I’ve had my own issues with mirrors, not all of them bad:
Avoiding Mirrors
When I weighed 258 pounds and wore a size 22W, I mostly avoided mirrors (and being in photos, which is sort of a permanent mirror).  Sure, I looked in the mirror to do my makeup and hair, but I undressed in the closet or away from the mirror.  It was my way of denying the shape I was in, and avoiding having to deal with it.  For many years I wasn’t in a place emotionally to deal with it, so the denial served its purpose.   But there were those painful moments when I caught a glimpse of myself in a store window reflection or dressing room mirror.
Looking Away from the Mirror
Enter T-Tapp.  Actually wearing shorts and form-fitting clothing to work out.  It was hard at first, but I got used to the sight.  But when it came to body brushing, that’s where I drew the line.  Or rather my husband drew the line for me.  When I brushed in front of a mirror (you know, lifting things to brush), I would get so discouraged and critical of myself that he asked me to stop brushing in front of a mirror.  He said that was the only bad thing about T-Tapp—I was now paying attention to every little bump and wrinkle.  I respected his wishes and it really did help.  I still brushed, but without the full view.
Using a Mirror as a Tool
My bedroom is configured with a sink area and large mirror in a small alcove, so I always had a mirror in which to check form.  If I T-Tapped in the den, I checked my reflection in the glass of a large framed print.  The mirror was especially helpful for checking things like whether I was in a flat back, whether my arms were truly straight, and a myriad of other form issues.  If I had not had a built-in mirror, I would have bought a cheap back-of-the-door mirror and propped it up for workouts, then slid it under the bed or couch or stuck it in a closet between sessions.
The Woman in the Mirror
Here’s where the mirror meets the road.  No matter what size or age you are, learn to love yourself even in the mirror.  Looking at yourself with disgust or discouragement does not lead to good things.  Everyone has physical attributes that they wish they could change about themselves.  How about focusing on the things you DO like about yourself?  Make the most of what you have.  Practice gratefulness every day for the functioning of your body.  You’re breathing.  You may have had babies.  You can walk.  Your eyes sparkle.  Living in gratefulness and grace for oneself breeds beauty and peace.  There they are again, those thoughts.  I daresay that true and lovely thoughts show up in your face.  They are like magnets for truth and loveliness.

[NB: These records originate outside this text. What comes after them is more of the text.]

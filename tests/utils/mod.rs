#![allow(dead_code)]

use std::process::{Command, Output};

pub const BIN: &str = env!("CARGO_BIN_EXE_enumgen");

pub trait CommandExt {
    fn run_and_check(&mut self) -> Output;
    fn run_and_fail(&mut self, code: i32) -> Output;
}

impl CommandExt for Command {
    fn run_and_check(&mut self) -> Output {
        let output = self.output().unwrap();

        assert!(
            output.status.success(),
            "Error running {}:\n{}",
            self.get_program().to_string_lossy(),
            String::from_utf8_lossy(&output.stderr)
        );

        output
    }

    fn run_and_fail(&mut self, code: i32) -> Output {
        let output = self.output().unwrap();

        assert_eq!(
            output.status.code(),
            Some(code),
            "Unexpected exit status running {}:\n{}",
            self.get_program().to_string_lossy(),
            String::from_utf8_lossy(&output.stderr)
        );

        output
    }
}

pub fn stderr(output: &Output) -> String {
    String::from_utf8_lossy(&output.stderr).into_owned()
}
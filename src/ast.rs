use std::ops::Range;

pub type Span = Range<usize>;

/// A single source line with its line terminator removed.
#[derive(Debug, Clone, PartialEq, Eq)]
pub struct Line<'src> {
    pub text: &'src str,
    pub span: Span,
}

/// A blank-line-delimited run of lines describing one enum.
///
/// Never empty.
#[derive(Debug, Clone, PartialEq, Eq)]
pub struct RawGroup<'src> {
    pub lines: Vec<Line<'src>>,
}

impl<'src> RawGroup<'src> {
    pub fn declaration(&self) -> &Line<'src> {
        &self.lines[0]
    }

    pub fn body(&self) -> &[Line<'src>] {
        &self.lines[1..]
    }

    pub fn span(&self) -> Span {
        let start = self.declaration().span.start;
        let end = self.lines.last().map_or(start, |line| line.span.end);
        start..end
    }
}

#[derive(Debug, Clone, PartialEq, Eq)]
pub struct EnumDescriptor {
    pub name: String,
    pub members: Vec<Member>,
    pub span: Span,
}

#[derive(Debug, Clone, PartialEq, Eq)]
pub struct Member {
    pub name: String,
    pub span: Span,
}

impl EnumDescriptor {
    pub fn member_names(&self) -> impl Iterator<Item = &str> {
        self.members.iter().map(|member| member.name.as_str())
    }
}
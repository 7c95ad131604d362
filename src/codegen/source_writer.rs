use std::{
    fmt::Arguments,
    io::{Result, Write},
};

/// Writes tab-indented C-family source text.
///
/// Blank lines are only emitted lazily, before the next line that actually has content, so a
/// requested blank line directly after an opening brace or at the very end is dropped.
pub struct SourceWriter<Writer> {
    writer: Writer,
    indent_level: usize,
    line_started: bool,
    blank_line: BlankLineState,
}

#[derive(Debug, Clone, Copy, PartialEq, Eq)]
enum BlankLineState {
    Normal,
    Requested,
    Prohibited,
}

impl<Writer: Write> SourceWriter<Writer> {
    const INDENT: &str = "\t";
    const BANNER_RULE: &str = "====================";

    pub fn new(writer: Writer) -> SourceWriter<Writer> {
        SourceWriter {
            writer,
            indent_level: 0,
            line_started: false,
            blank_line: BlankLineState::Prohibited,
        }
    }

    fn try_start_line(&mut self) -> Result<()> {
        if !self.line_started {
            if self.blank_line == BlankLineState::Requested {
                self.writer.write_all(b"\n")?;
            }
            self.blank_line = BlankLineState::Normal;

            self.line_started = true;

            for _ in 0..self.indent_level {
                self.writer.write_all(Self::INDENT.as_bytes())?;
            }
        }

        Ok(())
    }

    pub fn nl(&mut self) -> Result<()> {
        self.writer.write_all(b"\n")?;
        self.line_started = false;
        Ok(())
    }

    pub fn write(&mut self, str: &str) -> Result<()> {
        self.try_start_line()?;
        self.writer.write_all(str.as_bytes())?;
        Ok(())
    }

    pub fn write_nl(&mut self, str: &str) -> Result<()> {
        self.write(str)?;
        self.nl()
    }

    pub fn write_fmt(&mut self, fmt: Arguments) -> Result<()> {
        self.try_start_line()?;
        self.writer.write_fmt(fmt)?;
        Ok(())
    }

    pub fn write_fmt_nl(&mut self, fmt: Arguments) -> Result<()> {
        self.write_fmt(fmt)?;
        self.nl()
    }

    /// Writes `{` on its own line and indents everything up to the matching [`Self::close`].
    pub fn open(&mut self) -> Result<()> {
        self.write_nl("{")?;
        self.indent_level += 1;
        self.blank_line = BlankLineState::Prohibited;
        Ok(())
    }

    pub fn close(&mut self, suffix: &str) -> Result<()> {
        self.indent_level = self.indent_level.saturating_sub(1);
        self.blank_line = BlankLineState::Prohibited;
        self.write("}")?;
        self.write_nl(suffix)
    }

    /// Writes a boxed title naming the file the following section belongs in.
    pub fn banner(&mut self, title: &str) -> Result<()> {
        self.blank_line();
        self.write_nl(Self::BANNER_RULE)?;
        self.write_fmt_nl(format_args!("{}{title}", Self::INDENT))?;
        self.write_nl(Self::BANNER_RULE)?;
        self.blank_line();
        Ok(())
    }

    pub fn blank_line(&mut self) {
        if self.blank_line != BlankLineState::Prohibited {
            self.blank_line = BlankLineState::Requested;
        }
    }

    pub fn into_inner(self) -> Writer {
        self.writer
    }
}

#[cfg(test)]
mod tests {
    use super::*;

    fn render(f: impl FnOnce(&mut SourceWriter<&mut Vec<u8>>) -> Result<()>) -> String {
        let mut buffer = Vec::new();
        f(&mut SourceWriter::new(&mut buffer)).unwrap();
        String::from_utf8(buffer).unwrap()
    }

    #[test]
    fn blocks_are_indented_with_tabs() {
        let text = render(|writer| {
            writer.write_nl("void f()")?;
            writer.open()?;
            writer.write_nl("switch (x)")?;
            writer.open()?;
            writer.write_nl("default: break;")?;
            writer.close("")?;
            writer.close("")
        });

        assert_eq!(text, "void f()\n{\n\tswitch (x)\n\t{\n\t\tdefault: break;\n\t}\n}\n");
    }

    #[test]
    fn blank_lines_are_lazy() {
        let text = render(|writer| {
            writer.blank_line();
            writer.write_nl("a")?;
            writer.blank_line();
            writer.blank_line();
            writer.write_nl("b")?;
            writer.open()?;
            writer.blank_line();
            writer.close(";")?;
            writer.blank_line();
            Ok(())
        });

        assert_eq!(text, "a\n\nb\n{\n};\n");
    }

    #[test]
    fn banner() {
        let text = render(|writer| {
            writer.banner("Parse.h")?;
            writer.write_nl("x")
        });

        assert_eq!(
            text,
            "====================\n\tParse.h\n====================\n\nx\n"
        );
    }
}
pub mod idents;
pub mod source_writer;
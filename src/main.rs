use std::{
    fmt::Display,
    fs,
    io::{self, BufWriter, Write, stdout},
    path::{Path, PathBuf},
    process::ExitCode,
};

use anstream::stderr;
use anstyle::{AnsiColor, Color, Style};
use ariadne::Source;
use clap::{CommandFactory, Parser, Subcommand, ValueHint};
use clap_complete::{Generator, Shell};
use tracing_subscriber::{EnvFilter, filter::LevelFilter};

use crate::{
    ast::EnumDescriptor,
    cpp::{Config, CppOptions, Summary},
    error::{Error, ResultExt},
    reports::Reports,
    syntax::parse,
};

pub mod ast;
pub mod codegen;
pub mod cpp;
pub mod error;
pub mod reports;
pub mod syntax;

/// A tool for generating string conversion functions from C++ enum declarations
#[derive(Parser, Debug)]
#[command(version)]
struct Args {
    #[command(subcommand)]
    command: Command,
}

#[derive(Subcommand, Debug)]
enum Command {
    /// Generate to_string and parse functions for every enum in a file
    ///
    /// Enums are separated by blank lines. Each one must start with its declaration line,
    /// followed by one enumerator per line. Groups that don't start with a declaration are
    /// reported and skipped.
    Generate {
        /// The path to the file containing the enums
        #[arg(value_hint = ValueHint::FilePath)]
        input: PathBuf,
        /// The file to write the generated code to, overwriting it; defaults to standard output
        #[arg(value_hint = ValueHint::FilePath)]
        output: Option<PathBuf>,
        /// The namespace qualifying the to_string definitions
        #[arg(short = 'n', long, default_value = "Minty")]
        namespace: String,
        /// The namespace qualifying the parse definitions [default: <NAMESPACE>::Parse]
        #[arg(short = 'p', long)]
        parse_namespace: Option<String>,
        /// The string type used in the generated signatures
        #[arg(long, default_value = "String")]
        string_type: String,
        /// The boolean type used in the generated signatures
        #[arg(long, default_value = "Bool")]
        bool_type: String,
        /// Leave the prefix shared by all enumerators out of the generated strings
        #[arg(short = 's', long)]
        strip_prefix: bool,
    },
    /// Check that every group in a file starts with an enum declaration
    ///
    /// Will exit with exit code 0 if it does and with exit code 1 if it doesn't.
    Check {
        /// The path to the file to check
        #[arg(value_hint = ValueHint::FilePath)]
        file: PathBuf,
    },
    /// Generate a tab-completion script for your shell
    Completions {
        /// The shell to target
        shell: Shell,
    },
}

fn main() -> ExitCode {
    init_logging();

    let args = Args::parse();

    let result = match args.command {
        Command::Generate {
            input,
            output,
            namespace,
            parse_namespace,
            string_type,
            bool_type,
            strip_prefix,
        } => {
            let config = Config {
                input,
                output,
                options: CppOptions::new(
                    namespace,
                    parse_namespace,
                    string_type,
                    bool_type,
                    strip_prefix,
                ),
            };

            cpp::generate(&config).and_then(print_summary)
        }
        Command::Check { file } => check(&file),
        Command::Completions { shell } => {
            let mut command = Args::command();
            command.set_bin_name(command.get_name().to_string());
            command.build();

            let mut file = stdout().lock();

            shell
                .try_generate(&command, &mut file)
                .and_then(|()| file.flush())
                .with_stdout()
        }
    };

    match result {
        Ok(()) => ExitCode::SUCCESS,
        Err(error) => {
            print_error(&error);
            error.exit_code()
        }
    }
}

fn init_logging() {
    let filter = EnvFilter::builder()
        .with_default_directive(LevelFilter::WARN.into())
        .with_env_var("ENUMGEN_LOG")
        .from_env_lossy();

    let _ = tracing_subscriber::fmt()
        .with_env_filter(filter)
        .with_writer(io::stderr)
        .try_init();
}

fn print_error<E: Display>(error: &E) {
    const STYLE: Style = Style::new().fg_color(Some(Color::Ansi(AnsiColor::Red)));

    let mut stream = BufWriter::new(stderr().lock());
    let _ = writeln!(stream, "{STYLE}Error:{STYLE:#} {error}");
}

fn print_summary(summary: Summary) -> Result<(), Error> {
    const STYLE: Style = Style::new()
        .fg_color(Some(Color::Ansi(AnsiColor::Green)))
        .bold();

    let Summary {
        generated,
        skipped,
        warnings,
    } = summary;

    let mut stream = BufWriter::new(stderr().lock());
    writeln!(
        stream,
        "{STYLE}Finished:{STYLE:#} generated {generated} enum(s), skipped {skipped} group(s), {warnings} warning(s)"
    )
    .and_then(|()| stream.flush())
    .with_stderr()
}

fn check(file: &Path) -> Result<(), Error> {
    let loaded = load_file(file)?;

    if loaded.skipped > 0 {
        Err(Error::Malformed {
            path: file.to_path_buf(),
            count: loaded.skipped,
        })
    } else {
        Ok(())
    }
}

#[derive(Debug)]
pub struct Loaded {
    pub descriptors: Vec<EnumDescriptor>,
    pub skipped: usize,
    pub warnings: usize,
}

/// Loads and parses the file, printing any diagnostics
pub fn load_file(file: &Path) -> Result<Loaded, Error> {
    let filename = file.to_string_lossy();
    let src = fs::read_to_string(file).with_path(file)?;
    let mut reports = Reports::default();

    let descriptors = parse(&src, &mut reports, &filename);

    if reports.has_any() {
        let mut stream = BufWriter::new(stderr().lock());
        let mut cache = (filename.as_ref(), Source::from(src.as_str()));

        for report in &reports {
            report.write(&mut cache, &mut stream).with_stderr()?;
        }

        stream.flush().with_stderr()?;
    }

    Ok(Loaded {
        descriptors,
        skipped: reports.error_count(),
        warnings: reports.warning_count(),
    })
}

It wasn’t Snow White’s fault that the Magic Mirror decreed her the loveliest in the land.  The Evil Queen was actually very beautiful physically.  It was her ugly attitude and all-consuming self-focus that marred her beauty.  Those who worry most about themselves soon find that others don’t worry about them at all.  After smiling at ourselves in the mirror, let’s look away from it and serve others.  In doing so, your reflection in the mirror will grow more lovely each day.